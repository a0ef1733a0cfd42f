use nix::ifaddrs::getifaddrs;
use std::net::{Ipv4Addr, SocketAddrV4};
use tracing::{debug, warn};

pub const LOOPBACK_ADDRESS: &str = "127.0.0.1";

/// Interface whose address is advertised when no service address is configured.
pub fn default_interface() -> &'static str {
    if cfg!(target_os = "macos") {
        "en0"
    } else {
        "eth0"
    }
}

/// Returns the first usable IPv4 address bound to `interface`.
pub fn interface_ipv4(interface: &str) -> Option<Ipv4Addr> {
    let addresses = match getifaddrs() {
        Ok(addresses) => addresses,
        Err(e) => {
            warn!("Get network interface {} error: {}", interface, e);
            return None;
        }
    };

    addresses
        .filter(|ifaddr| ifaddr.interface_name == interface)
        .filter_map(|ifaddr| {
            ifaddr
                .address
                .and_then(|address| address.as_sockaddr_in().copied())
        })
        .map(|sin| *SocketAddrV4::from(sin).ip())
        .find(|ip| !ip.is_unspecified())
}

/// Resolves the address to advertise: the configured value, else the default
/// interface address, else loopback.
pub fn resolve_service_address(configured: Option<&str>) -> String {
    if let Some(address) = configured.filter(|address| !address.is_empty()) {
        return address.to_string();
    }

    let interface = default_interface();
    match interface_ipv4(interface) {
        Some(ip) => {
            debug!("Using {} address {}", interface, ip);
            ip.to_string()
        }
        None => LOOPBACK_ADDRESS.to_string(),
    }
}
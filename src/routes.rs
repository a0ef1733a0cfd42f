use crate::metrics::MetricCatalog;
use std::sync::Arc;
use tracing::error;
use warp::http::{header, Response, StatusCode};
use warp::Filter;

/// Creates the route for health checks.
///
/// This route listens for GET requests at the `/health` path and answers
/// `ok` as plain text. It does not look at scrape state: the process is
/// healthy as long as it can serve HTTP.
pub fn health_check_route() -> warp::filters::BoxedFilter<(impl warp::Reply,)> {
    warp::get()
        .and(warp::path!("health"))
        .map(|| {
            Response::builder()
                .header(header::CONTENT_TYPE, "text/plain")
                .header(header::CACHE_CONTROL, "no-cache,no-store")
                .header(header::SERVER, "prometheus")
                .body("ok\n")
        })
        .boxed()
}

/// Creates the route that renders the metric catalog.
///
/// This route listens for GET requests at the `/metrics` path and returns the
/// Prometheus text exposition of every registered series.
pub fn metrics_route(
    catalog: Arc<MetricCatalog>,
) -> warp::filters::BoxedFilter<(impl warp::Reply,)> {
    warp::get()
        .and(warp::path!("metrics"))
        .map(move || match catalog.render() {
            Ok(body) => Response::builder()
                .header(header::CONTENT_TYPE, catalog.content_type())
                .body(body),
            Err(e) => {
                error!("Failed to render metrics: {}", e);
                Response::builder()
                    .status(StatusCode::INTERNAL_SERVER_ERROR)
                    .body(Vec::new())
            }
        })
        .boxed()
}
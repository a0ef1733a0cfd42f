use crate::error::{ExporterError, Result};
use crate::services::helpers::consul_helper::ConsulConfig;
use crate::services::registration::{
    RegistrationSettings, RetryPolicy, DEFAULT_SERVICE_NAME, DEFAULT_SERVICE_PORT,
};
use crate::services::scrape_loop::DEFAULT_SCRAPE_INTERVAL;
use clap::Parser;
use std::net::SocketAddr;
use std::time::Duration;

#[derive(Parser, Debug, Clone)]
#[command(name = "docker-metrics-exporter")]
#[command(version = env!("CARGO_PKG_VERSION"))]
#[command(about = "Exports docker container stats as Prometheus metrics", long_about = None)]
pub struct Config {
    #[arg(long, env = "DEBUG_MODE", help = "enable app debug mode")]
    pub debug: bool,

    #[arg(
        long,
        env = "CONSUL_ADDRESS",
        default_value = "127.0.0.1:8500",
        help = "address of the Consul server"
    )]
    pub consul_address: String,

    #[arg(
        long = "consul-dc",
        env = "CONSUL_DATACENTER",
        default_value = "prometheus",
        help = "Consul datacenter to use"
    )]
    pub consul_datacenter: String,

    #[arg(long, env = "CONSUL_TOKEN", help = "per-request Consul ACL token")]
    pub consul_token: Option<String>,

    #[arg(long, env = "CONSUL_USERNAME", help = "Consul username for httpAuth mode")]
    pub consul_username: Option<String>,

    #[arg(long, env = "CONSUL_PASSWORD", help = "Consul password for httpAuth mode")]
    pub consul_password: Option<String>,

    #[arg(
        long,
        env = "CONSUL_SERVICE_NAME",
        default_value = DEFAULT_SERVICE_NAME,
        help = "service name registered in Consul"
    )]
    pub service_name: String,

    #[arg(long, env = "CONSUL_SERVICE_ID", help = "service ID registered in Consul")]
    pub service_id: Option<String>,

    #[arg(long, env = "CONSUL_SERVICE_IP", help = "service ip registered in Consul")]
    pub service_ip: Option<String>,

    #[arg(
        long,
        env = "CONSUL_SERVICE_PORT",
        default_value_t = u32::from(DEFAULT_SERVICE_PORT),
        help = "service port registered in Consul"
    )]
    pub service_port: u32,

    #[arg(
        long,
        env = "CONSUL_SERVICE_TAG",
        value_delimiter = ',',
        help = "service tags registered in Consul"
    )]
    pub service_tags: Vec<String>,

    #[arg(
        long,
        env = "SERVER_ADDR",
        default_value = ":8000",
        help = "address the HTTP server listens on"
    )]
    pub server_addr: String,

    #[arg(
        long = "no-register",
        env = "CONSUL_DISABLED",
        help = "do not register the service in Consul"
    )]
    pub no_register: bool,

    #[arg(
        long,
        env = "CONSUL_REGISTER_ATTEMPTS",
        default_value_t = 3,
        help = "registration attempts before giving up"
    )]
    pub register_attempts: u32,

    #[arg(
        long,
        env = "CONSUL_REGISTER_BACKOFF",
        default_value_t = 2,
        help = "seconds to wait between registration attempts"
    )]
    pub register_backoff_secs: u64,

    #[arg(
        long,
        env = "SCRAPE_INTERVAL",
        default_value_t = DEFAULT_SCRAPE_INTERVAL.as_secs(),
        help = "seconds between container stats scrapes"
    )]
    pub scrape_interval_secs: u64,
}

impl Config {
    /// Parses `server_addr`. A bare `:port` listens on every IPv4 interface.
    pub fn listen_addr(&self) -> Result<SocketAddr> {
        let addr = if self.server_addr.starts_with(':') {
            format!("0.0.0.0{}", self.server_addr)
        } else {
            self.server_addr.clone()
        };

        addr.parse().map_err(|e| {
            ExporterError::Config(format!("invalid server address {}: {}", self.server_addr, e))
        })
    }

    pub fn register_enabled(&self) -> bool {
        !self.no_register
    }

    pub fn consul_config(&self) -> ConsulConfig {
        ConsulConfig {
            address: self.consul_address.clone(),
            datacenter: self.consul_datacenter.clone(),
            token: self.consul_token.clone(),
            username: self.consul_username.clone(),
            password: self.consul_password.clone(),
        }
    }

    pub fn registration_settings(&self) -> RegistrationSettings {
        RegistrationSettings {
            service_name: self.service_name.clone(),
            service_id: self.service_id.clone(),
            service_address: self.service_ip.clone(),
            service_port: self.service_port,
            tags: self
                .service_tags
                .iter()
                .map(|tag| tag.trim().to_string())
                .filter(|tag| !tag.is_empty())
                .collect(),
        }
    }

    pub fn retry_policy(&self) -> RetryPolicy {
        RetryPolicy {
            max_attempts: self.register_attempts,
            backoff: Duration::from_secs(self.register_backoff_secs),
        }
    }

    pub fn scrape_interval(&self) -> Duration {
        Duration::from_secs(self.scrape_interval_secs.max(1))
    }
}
════════════════════
WORK REQUEST :: After reading the listing, write out every line of it exactly.

TASK RESULT ::
repository a0ef1733a0cfd42f
use nix::ifaddrs::getifaddrs;
use std::net::{Ipv4Addr, SocketAddrV4};
use tracing::{debug, warn};

pub const LOOPBACK_ADDRESS: &str = "127.0.0.1";

/// Interface whose address is advertised when no service address is configured.
pub fn default_interface() -> &'static str {
    if cfg!(target_os = "macos") {
        "en0"
    } else {
        "eth0"
    }
}

/// Returns the first usable IPv4 address bound to `interface`.
pub fn interface_ipv4(interface: &str) -> Option<Ipv4Addr> {
    let addresses = match getifaddrs() {
        Ok(addresses) => addresses,
        Err(e) => {
            warn!("Get network interface {} error: {}", interface, e);
            return None;
        }
    };

    addresses
        .filter(|ifaddr| ifaddr.interface_name == interface)
        .filter_map(|ifaddr| {
            ifaddr
                .address
                .and_then(|address| address.as_sockaddr_in().copied())
        })
        .map(|sin| *SocketAddrV4::from(sin).ip())
        .find(|ip| !ip.is_unspecified())
}

/// Resolves the address to advertise: the configured value, else the default
/// interface address, else loopback.
pub fn resolve_service_address(configured: Option<&str>) -> String {
    if let Some(address) = configured.filter(|address| !address.is_empty()) {
        return address.to_string();
    }

    let interface = default_interface();
    match interface_ipv4(interface) {
        Some(ip) => {
            debug!("Using {} address {}", interface, ip);
            ip.to_string()
        }
        None => LOOPBACK_ADDRESS.to_string(),
    }
}
filename src/routes.rs
repository a0ef1733a0cfd42f
use crate::metrics::MetricCatalog;
use std::sync::Arc;
use tracing::error;
use warp::http::{header, Response, StatusCode};
use warp::Filter;

/// Creates the route for health checks.
///
/// This route listens for GET requests at the `/health` path and answers
/// `ok` as plain text. It does not look at scrape state: the process is
/// healthy as long as it can serve HTTP.
pub fn health_check_route() -> warp::filters::BoxedFilter<(impl warp::Reply,)> {
    warp::get()
        .and(warp::path!("health"))
        .map(|| {
            Response::builder()
                .header(header::CONTENT_TYPE, "text/plain")
                .header(header::CACHE_CONTROL, "no-cache,no-store")
                .header(header::SERVER, "prometheus")
                .body("ok\n")
        })
        .boxed()
}

/// Creates the route that renders the metric catalog.
///
/// This route listens for GET requests at the `/metrics` path and returns the
/// Prometheus text exposition of every registered series.
pub fn metrics_route(
    catalog: Arc<MetricCatalog>,
) -> warp::filters::BoxedFilter<(impl warp::Reply,)> {
    warp::get()
        .and(warp::path!("metrics"))
        .map(move || match catalog.render() {
            Ok(body) => Response::builder()
                .header(header::CONTENT_TYPE, catalog.content_type())
                .body(body),
            Err(e) => {
                error!("Failed to render metrics: {}", e);
                Response::builder()
                    .status(StatusCode::INTERNAL_SERVER_ERROR)
                    .body(Vec::new())
            }
        })
        .boxed()
}
repository a0ef1733a0cfd42f
use crate::error::{ExporterError, Result};
use crate::services::helpers::consul_helper::ConsulConfig;
use crate::services::registration::{
    RegistrationSettings, RetryPolicy, DEFAULT_SERVICE_NAME, DEFAULT_SERVICE_PORT,
};
use crate::services::scrape_loop::DEFAULT_SCRAPE_INTERVAL;
use clap::Parser;
use std::net::SocketAddr;
use std::time::Duration;

#[derive(Parser, Debug, Clone)]
#[command(name = "docker-metrics-exporter")]
#[command(version = env!("CARGO_PKG_VERSION"))]
#[command(about = "Exports docker container stats as Prometheus metrics", long_about = None)]
pub struct Config {
    #[arg(long, env = "DEBUG_MODE", help = "enable app debug mode")]
    pub debug: bool,

    #[arg(
        long,
        env = "CONSUL_ADDRESS",
        default_value = "127.0.0.1:8500",
        help = "address of the Consul server"
    )]
    pub consul_address: String,

    #[arg(
        long = "consul-dc",
        env = "CONSUL_DATACENTER",
        default_value = "prometheus",
        help = "Consul datacenter to use"
    )]
    pub consul_datacenter: String,

    #[arg(long, env = "CONSUL_TOKEN", help = "per-request Consul ACL token")]
    pub consul_token: Option<String>,

    #[arg(long, env = "CONSUL_USERNAME", help = "Consul username for httpAuth mode")]
    pub consul_username: Option<String>,

    #[arg(long, env = "CONSUL_PASSWORD", help = "Consul password for httpAuth mode")]
    pub consul_password: Option<String>,

    #[arg(
        long,
        env = "CONSUL_SERVICE_NAME",
        default_value = DEFAULT_SERVICE_NAME,
        help = "service name registered in Consul"
    )]
    pub service_name: String,

    #[arg(long, env = "CONSUL_SERVICE_ID", help = "service ID registered in Consul")]
    pub service_id: Option<String>,

    #[arg(long, env = "CONSUL_SERVICE_IP", help = "service ip registered in Consul")]
    pub service_ip: Option<String>,

    #[arg(
        long,
        env = "CONSUL_SERVICE_PORT",
        default_value_t = u32::from(DEFAULT_SERVICE_PORT),
        help = "service port registered in Consul"
    )]
    pub service_port: u32,

    #[arg(
        long,
        env = "CONSUL_SERVICE_TAG",
        value_delimiter = ',',
        help = "service tags registered in Consul"
    )]
    pub service_tags: Vec<String>,

    #[arg(
        long,
        env = "SERVER_ADDR",
        default_value = ":8000",
        help = "address the HTTP server listens on"
    )]
    pub server_addr: String,

    #[arg(
        long = "no-register",
        env = "CONSUL_DISABLED",
        help = "do not register the service in Consul"
    )]
    pub no_register: bool,

    #[arg(
        long,
        env = "CONSUL_REGISTER_ATTEMPTS",
        default_value_t = 3,
        help = "registration attempts before giving up"
    )]
    pub register_attempts: u32,

    #[arg(
        long,
        env = "CONSUL_REGISTER_BACKOFF",
        default_value_t = 2,
        help = "seconds to wait between registration attempts"
    )]
    pub register_backoff_secs: u64,

    #[arg(
        long,
        env = "SCRAPE_INTERVAL",
        default_value_t = DEFAULT_SCRAPE_INTERVAL.as_secs(),
        help = "seconds between container stats scrapes"
    )]
    pub scrape_interval_secs: u64,
}

impl Config {
    /// Parses `server_addr`. A bare `:port` listens on every IPv4 interface.
    pub fn listen_addr(&self) -> Result<SocketAddr> {
        let addr = if self.server_addr.starts_with(':') {
            format!("0.0.0.0{}", self.server_addr)
        } else {
            self.server_addr.clone()
        };

        addr.parse().map_err(|e| {
            ExporterError::Config(format!("invalid server address {}: {}", self.server_addr, e))
        })
    }

    pub fn register_enabled(&self) -> bool {
        !self.no_register
    }

    pub fn consul_config(&self) -> ConsulConfig {
        ConsulConfig {
            address: self.consul_address.clone(),
            datacenter: self.consul_datacenter.clone(),
            token: self.consul_token.clone(),
            username: self.consul_username.clone(),
            password: self.consul_password.clone(),
        }
    }

    pub fn registration_settings(&self) -> RegistrationSettings {
        RegistrationSettings {
            service_name: self.service_name.clone(),
            service_id: self.service_id.clone(),
            service_address: self.service_ip.clone(),
            service_port: self.service_port,
            tags: self
                .service_tags
                .iter()
                .map(|tag| tag.trim().to_string())
                .filter(|tag| !tag.is_empty())
                .collect(),
        }
    }

    pub fn retry_policy(&self) -> RetryPolicy {
        RetryPolicy {
            max_attempts: self.register_attempts,
            backoff: Duration::from_secs(self.register_backoff_secs),
        }
    }

    pub fn scrape_interval(&self) -> Duration {
        Duration::from_secs(self.scrape_interval_secs.max(1))
    }
}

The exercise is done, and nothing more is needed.